* **Task goal**
Find every line below where the word "Copy" occurs. Then say how many there are, giving only the number.
====== Information shown
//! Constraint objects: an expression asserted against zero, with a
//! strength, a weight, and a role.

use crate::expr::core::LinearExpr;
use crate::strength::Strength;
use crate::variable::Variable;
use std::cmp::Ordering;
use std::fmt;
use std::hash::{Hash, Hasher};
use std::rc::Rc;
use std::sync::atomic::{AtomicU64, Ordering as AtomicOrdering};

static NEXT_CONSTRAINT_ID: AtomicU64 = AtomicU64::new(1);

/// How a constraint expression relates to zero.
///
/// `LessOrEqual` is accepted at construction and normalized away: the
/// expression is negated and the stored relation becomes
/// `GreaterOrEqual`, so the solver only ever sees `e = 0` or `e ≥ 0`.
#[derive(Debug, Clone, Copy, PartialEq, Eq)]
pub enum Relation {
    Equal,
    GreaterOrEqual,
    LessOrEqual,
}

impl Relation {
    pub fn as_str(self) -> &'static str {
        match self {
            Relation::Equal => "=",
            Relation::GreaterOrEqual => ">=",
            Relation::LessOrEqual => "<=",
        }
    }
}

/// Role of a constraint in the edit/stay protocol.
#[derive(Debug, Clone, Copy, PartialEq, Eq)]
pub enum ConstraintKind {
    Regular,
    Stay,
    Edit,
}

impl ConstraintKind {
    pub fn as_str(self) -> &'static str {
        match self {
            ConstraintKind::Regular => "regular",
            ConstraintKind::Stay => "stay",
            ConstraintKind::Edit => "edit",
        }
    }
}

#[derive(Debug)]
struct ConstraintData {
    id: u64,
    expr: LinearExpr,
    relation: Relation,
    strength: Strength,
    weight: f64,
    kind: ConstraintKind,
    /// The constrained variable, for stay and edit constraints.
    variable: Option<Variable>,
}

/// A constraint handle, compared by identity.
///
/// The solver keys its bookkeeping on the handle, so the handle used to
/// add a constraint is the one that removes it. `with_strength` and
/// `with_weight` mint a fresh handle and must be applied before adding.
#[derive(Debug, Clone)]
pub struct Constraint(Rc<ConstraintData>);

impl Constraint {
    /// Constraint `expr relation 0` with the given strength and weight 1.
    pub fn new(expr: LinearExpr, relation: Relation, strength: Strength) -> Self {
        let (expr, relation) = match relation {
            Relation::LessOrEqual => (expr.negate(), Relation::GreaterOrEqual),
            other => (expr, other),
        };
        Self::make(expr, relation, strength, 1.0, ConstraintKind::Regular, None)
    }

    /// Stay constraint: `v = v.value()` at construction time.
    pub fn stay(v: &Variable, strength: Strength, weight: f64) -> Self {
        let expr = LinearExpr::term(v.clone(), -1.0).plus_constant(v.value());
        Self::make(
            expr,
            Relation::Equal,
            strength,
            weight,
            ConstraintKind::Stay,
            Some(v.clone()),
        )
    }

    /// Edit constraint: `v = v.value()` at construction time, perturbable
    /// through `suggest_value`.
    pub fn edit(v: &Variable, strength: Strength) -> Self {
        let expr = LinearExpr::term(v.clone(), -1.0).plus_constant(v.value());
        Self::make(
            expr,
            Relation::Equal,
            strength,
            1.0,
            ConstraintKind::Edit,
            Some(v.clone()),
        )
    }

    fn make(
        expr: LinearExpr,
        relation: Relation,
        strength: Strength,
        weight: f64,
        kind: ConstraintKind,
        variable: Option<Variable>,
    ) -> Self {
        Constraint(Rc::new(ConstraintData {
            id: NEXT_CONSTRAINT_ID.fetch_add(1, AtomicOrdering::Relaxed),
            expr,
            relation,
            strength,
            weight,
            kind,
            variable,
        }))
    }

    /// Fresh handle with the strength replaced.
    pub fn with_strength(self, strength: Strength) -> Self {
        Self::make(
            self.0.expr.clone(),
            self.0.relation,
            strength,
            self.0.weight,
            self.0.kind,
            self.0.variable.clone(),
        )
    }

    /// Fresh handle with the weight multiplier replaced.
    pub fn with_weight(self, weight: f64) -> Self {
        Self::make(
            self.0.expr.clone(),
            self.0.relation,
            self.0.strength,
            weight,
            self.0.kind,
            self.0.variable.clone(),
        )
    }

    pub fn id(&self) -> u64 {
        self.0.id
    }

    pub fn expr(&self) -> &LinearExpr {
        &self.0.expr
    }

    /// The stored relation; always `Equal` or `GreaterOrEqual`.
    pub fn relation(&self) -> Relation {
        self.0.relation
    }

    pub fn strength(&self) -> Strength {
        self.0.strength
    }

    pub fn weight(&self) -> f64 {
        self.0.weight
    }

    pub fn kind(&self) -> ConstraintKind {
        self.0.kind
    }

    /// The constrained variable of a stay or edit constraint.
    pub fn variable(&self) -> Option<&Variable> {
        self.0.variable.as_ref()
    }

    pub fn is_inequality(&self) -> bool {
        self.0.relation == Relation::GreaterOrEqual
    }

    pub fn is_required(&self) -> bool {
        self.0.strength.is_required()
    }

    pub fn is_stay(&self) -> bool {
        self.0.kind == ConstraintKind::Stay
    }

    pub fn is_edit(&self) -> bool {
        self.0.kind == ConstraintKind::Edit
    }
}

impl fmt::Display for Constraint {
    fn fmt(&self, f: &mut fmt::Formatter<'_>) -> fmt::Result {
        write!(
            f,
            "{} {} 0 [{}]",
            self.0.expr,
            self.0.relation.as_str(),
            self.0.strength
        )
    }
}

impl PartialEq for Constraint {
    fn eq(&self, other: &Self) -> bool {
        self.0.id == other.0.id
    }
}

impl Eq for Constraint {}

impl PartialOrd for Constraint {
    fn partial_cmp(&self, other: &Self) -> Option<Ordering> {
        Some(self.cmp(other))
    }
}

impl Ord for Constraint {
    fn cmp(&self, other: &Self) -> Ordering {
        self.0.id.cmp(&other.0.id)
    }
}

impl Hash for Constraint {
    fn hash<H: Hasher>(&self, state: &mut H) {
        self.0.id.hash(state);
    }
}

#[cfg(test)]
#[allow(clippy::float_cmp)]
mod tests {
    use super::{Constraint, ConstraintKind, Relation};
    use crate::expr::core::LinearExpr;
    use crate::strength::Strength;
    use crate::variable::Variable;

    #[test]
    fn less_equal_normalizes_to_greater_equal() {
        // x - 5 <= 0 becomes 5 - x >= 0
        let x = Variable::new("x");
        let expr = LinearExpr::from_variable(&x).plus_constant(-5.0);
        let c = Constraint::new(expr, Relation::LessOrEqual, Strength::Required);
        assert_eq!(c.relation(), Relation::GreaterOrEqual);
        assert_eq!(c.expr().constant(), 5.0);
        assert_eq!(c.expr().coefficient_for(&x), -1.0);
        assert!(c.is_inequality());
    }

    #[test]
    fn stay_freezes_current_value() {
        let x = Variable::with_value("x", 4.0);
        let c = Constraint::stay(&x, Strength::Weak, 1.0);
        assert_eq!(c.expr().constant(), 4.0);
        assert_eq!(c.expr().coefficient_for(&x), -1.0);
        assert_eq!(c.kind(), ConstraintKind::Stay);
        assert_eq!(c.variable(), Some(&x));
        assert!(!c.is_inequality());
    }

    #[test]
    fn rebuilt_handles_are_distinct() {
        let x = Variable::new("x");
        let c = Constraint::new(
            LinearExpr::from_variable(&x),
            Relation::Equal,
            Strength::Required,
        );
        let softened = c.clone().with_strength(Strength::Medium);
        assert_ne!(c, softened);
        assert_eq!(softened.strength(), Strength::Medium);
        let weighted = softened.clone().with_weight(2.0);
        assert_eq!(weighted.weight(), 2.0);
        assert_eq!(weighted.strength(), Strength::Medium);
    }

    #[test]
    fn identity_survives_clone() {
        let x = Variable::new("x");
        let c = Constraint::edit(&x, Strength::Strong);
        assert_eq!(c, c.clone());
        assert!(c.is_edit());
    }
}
============
====== Information shown
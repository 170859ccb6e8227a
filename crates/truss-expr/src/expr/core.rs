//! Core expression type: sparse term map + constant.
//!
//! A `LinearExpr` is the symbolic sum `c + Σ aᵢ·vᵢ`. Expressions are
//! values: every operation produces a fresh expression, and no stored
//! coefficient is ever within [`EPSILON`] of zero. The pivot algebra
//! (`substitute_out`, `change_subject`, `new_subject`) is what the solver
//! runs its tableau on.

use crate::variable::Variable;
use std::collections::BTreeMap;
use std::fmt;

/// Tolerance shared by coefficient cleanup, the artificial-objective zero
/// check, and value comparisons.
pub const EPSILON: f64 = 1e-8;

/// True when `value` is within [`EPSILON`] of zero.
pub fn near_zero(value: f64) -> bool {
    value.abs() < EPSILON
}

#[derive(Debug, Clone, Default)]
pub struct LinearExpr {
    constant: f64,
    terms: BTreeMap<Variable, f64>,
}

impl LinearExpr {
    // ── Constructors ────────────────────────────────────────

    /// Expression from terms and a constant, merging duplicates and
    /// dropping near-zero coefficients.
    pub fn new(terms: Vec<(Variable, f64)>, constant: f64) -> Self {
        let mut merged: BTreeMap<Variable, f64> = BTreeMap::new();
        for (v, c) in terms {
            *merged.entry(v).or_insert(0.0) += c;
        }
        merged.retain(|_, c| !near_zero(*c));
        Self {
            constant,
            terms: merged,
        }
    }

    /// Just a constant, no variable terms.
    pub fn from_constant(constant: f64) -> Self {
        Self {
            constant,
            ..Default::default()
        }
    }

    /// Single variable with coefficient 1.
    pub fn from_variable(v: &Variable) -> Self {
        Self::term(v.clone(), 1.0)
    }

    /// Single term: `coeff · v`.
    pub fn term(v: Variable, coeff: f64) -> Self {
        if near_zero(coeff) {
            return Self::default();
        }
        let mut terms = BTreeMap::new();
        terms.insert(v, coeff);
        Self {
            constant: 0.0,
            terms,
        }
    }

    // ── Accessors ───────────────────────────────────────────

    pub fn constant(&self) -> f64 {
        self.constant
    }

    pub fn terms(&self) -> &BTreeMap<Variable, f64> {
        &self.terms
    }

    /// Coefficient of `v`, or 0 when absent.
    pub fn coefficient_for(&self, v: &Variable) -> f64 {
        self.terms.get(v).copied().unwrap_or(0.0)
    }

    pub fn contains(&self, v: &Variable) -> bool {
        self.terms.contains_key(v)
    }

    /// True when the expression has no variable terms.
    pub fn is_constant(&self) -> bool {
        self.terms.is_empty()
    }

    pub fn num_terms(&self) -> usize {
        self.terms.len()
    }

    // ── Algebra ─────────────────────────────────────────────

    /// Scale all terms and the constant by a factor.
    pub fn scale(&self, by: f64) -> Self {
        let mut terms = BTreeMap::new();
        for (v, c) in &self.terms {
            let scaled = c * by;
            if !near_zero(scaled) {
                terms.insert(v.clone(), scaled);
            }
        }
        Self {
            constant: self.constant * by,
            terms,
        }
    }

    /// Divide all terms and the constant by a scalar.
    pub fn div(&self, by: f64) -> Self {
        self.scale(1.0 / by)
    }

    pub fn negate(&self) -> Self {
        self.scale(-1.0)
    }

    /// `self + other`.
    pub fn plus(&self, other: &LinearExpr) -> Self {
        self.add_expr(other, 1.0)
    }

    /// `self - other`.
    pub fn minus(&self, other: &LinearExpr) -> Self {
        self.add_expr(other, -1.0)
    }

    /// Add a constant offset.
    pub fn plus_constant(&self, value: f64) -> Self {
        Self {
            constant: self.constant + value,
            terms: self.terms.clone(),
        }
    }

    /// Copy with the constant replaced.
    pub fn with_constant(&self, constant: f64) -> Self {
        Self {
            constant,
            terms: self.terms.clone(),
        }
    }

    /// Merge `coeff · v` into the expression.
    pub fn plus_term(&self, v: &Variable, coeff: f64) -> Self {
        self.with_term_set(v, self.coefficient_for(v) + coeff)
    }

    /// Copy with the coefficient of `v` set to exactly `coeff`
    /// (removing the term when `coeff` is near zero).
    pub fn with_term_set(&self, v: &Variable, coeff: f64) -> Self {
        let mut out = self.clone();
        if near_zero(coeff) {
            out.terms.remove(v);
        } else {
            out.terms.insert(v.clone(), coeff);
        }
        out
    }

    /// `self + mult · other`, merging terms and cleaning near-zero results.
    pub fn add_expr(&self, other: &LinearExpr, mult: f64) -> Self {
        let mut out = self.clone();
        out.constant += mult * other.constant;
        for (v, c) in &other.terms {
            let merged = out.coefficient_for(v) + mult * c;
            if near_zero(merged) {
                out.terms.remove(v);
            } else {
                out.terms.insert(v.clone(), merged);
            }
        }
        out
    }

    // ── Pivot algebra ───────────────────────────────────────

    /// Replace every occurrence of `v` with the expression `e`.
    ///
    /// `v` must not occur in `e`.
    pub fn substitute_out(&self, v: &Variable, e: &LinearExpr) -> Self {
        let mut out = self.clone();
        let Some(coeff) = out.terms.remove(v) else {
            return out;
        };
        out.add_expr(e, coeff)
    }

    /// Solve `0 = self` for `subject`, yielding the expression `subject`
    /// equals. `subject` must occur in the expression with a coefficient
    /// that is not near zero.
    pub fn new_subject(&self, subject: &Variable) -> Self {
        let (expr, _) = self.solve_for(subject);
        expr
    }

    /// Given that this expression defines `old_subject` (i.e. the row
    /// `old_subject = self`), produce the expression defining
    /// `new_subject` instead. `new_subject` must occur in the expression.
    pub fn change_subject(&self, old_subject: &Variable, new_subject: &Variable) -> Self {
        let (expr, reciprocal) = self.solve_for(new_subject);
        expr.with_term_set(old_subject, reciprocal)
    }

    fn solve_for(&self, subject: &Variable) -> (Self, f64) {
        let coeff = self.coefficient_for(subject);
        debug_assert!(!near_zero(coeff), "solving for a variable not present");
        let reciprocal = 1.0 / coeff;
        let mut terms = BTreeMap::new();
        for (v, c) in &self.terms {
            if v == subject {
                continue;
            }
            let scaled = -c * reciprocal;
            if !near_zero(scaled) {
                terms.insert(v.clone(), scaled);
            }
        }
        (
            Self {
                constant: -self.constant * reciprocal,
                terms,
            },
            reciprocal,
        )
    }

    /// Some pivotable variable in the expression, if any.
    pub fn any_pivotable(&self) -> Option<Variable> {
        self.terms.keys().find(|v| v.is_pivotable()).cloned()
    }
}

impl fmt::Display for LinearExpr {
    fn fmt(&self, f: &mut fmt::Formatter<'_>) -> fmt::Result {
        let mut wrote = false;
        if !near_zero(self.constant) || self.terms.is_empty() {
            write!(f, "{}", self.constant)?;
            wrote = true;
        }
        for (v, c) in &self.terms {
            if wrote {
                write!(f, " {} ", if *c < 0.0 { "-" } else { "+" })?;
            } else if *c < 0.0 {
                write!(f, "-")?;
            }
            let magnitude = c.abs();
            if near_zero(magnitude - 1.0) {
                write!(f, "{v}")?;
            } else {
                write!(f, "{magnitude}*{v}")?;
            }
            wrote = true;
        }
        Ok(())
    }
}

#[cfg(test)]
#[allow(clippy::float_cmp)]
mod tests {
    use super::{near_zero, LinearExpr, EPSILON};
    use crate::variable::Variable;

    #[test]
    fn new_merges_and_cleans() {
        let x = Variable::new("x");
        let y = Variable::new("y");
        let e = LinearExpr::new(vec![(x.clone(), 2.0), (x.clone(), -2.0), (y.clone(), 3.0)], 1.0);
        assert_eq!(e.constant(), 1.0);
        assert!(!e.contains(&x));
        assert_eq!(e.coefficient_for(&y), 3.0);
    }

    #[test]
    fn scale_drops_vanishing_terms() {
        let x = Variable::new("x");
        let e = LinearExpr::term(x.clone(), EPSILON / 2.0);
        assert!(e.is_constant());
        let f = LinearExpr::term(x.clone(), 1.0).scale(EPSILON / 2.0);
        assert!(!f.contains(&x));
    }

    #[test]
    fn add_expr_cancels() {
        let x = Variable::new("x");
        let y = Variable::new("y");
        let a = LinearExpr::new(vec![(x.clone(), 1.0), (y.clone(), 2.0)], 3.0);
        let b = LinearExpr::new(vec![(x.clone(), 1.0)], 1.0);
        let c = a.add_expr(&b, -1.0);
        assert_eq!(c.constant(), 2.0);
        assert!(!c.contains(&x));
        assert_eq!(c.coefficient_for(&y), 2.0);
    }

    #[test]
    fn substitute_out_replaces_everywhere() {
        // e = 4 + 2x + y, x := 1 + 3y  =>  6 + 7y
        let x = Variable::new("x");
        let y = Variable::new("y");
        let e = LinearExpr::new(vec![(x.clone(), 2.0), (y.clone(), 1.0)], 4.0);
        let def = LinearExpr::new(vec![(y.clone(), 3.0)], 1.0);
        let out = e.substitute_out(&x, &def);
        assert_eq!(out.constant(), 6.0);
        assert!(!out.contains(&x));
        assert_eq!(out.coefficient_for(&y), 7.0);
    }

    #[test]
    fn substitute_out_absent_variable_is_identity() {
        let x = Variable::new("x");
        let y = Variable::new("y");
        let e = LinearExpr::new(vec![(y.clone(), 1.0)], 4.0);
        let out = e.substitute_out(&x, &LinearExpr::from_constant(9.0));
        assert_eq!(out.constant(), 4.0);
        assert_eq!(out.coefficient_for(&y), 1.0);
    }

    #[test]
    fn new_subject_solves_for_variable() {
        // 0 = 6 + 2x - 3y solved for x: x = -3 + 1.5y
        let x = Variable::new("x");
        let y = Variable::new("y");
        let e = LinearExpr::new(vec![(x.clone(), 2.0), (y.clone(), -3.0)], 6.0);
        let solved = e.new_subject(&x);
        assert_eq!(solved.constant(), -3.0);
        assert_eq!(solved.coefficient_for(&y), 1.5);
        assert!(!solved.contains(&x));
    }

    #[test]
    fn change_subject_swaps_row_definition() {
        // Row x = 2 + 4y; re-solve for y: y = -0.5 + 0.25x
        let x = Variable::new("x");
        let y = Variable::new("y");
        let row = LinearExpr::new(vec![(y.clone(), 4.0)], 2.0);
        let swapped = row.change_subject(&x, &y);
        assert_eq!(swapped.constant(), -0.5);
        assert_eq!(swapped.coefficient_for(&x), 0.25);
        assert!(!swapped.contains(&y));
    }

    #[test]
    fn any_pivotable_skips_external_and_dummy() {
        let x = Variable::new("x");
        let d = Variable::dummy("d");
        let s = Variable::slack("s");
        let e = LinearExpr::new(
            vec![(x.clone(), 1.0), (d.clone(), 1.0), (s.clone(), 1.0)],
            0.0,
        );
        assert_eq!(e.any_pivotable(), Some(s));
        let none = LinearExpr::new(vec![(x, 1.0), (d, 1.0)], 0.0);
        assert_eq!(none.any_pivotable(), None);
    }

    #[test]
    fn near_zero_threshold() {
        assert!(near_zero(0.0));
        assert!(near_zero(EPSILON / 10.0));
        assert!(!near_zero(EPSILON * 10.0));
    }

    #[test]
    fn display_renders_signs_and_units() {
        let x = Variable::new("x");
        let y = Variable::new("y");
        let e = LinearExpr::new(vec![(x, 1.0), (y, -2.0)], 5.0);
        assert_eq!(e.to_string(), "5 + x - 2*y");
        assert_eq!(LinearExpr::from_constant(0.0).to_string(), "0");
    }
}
============
* **Response area**
4